**Exercise aim**
Look through the records below and copy each line that includes the word "capable".

Content starts

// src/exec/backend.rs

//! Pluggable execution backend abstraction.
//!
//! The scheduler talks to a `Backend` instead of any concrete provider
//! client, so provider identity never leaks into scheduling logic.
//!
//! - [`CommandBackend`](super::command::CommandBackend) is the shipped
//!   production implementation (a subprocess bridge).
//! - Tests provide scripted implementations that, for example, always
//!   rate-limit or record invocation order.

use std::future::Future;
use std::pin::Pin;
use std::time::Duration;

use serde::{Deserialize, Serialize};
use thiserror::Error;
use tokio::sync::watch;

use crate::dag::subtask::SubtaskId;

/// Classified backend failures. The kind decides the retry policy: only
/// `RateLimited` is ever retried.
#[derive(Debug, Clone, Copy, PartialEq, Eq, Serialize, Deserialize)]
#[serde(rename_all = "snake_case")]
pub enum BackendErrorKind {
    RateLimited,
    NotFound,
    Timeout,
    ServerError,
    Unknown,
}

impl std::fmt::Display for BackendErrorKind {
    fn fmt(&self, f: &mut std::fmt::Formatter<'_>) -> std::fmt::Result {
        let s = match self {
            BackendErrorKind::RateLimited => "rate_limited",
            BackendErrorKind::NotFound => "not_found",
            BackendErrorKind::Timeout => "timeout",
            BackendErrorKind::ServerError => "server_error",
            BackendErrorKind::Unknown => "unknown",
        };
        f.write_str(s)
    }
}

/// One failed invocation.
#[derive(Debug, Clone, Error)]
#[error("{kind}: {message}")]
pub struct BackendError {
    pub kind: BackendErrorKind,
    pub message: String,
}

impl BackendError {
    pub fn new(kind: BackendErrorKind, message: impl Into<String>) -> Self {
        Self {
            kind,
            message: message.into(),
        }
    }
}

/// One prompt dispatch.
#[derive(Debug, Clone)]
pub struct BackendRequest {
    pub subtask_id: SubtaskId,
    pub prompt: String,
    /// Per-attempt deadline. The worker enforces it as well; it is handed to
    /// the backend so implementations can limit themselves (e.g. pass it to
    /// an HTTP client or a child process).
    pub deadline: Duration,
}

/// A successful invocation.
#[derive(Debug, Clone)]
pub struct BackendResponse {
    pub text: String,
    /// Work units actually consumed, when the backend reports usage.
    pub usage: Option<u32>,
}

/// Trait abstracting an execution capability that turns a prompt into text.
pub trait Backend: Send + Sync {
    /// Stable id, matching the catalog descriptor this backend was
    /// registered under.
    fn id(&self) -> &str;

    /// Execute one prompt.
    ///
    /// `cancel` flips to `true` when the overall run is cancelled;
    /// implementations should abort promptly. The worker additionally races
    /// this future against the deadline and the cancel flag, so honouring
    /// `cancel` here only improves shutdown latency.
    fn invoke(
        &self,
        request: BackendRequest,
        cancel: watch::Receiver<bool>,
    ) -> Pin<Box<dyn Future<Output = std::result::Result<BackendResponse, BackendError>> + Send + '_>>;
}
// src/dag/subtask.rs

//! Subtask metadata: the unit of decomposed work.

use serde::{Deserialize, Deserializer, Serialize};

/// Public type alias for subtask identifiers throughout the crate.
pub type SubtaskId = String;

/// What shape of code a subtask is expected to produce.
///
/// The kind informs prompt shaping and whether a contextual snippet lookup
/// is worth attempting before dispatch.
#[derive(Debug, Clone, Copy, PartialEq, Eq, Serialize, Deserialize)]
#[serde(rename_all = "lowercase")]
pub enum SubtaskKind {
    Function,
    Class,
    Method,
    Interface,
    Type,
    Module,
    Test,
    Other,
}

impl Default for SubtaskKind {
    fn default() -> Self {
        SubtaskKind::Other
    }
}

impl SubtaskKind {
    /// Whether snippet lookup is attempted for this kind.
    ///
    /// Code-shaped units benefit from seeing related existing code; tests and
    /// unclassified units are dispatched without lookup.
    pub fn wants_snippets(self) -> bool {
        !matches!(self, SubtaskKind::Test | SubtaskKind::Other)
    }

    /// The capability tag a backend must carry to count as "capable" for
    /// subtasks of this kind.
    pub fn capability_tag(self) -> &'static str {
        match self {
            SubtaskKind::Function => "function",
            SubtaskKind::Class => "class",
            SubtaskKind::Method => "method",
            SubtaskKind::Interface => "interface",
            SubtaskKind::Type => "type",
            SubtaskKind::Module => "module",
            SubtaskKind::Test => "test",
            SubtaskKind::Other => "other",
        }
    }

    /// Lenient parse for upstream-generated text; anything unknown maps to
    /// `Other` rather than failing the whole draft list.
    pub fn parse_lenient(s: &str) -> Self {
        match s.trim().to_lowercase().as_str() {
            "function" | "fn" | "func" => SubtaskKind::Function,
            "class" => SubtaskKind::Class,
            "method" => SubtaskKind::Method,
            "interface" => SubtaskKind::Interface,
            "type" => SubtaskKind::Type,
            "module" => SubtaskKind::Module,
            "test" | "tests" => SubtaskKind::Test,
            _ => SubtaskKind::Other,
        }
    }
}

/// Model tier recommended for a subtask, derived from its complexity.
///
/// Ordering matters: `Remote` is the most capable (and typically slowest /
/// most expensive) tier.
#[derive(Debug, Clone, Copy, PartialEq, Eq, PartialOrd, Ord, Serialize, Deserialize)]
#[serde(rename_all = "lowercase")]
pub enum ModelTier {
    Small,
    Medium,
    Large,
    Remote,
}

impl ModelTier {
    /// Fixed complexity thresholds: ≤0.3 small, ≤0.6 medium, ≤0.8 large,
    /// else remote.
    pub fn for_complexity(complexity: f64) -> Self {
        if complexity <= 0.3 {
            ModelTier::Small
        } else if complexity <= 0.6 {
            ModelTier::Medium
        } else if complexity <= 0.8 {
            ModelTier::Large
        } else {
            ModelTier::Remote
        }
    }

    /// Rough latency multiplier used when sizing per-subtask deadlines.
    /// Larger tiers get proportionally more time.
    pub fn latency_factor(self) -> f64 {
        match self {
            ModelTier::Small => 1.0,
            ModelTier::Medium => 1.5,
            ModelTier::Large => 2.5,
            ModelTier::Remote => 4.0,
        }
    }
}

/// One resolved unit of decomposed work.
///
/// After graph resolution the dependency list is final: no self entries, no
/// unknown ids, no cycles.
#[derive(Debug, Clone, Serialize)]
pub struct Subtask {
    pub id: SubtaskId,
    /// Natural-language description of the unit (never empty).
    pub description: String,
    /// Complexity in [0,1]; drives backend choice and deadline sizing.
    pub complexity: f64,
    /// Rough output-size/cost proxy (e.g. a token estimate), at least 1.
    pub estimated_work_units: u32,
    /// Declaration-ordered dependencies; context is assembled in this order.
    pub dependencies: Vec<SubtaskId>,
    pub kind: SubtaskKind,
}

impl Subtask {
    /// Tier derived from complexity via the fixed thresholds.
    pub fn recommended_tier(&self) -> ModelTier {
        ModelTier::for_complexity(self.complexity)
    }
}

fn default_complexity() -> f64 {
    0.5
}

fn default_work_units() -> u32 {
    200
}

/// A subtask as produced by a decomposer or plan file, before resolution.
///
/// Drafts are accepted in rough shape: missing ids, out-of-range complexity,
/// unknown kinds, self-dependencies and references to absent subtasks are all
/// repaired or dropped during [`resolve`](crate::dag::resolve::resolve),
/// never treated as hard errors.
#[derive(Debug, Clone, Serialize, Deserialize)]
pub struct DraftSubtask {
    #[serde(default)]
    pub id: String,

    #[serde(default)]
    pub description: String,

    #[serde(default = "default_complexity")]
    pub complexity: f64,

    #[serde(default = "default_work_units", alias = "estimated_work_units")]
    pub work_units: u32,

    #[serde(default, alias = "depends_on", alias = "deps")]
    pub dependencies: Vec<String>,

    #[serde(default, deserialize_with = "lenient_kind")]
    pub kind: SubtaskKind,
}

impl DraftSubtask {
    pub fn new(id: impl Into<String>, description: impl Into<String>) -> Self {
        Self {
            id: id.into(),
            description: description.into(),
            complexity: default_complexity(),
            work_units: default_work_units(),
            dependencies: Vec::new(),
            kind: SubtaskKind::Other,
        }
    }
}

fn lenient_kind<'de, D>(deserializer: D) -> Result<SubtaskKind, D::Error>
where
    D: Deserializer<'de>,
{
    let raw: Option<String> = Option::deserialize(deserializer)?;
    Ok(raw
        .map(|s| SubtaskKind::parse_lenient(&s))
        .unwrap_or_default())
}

Content ends

**Solution to the exercise**
    /// The capability tag a backend must carry to count as "capable" for
/// Ordering matters: `Remote` is the most capable (and typically slowest /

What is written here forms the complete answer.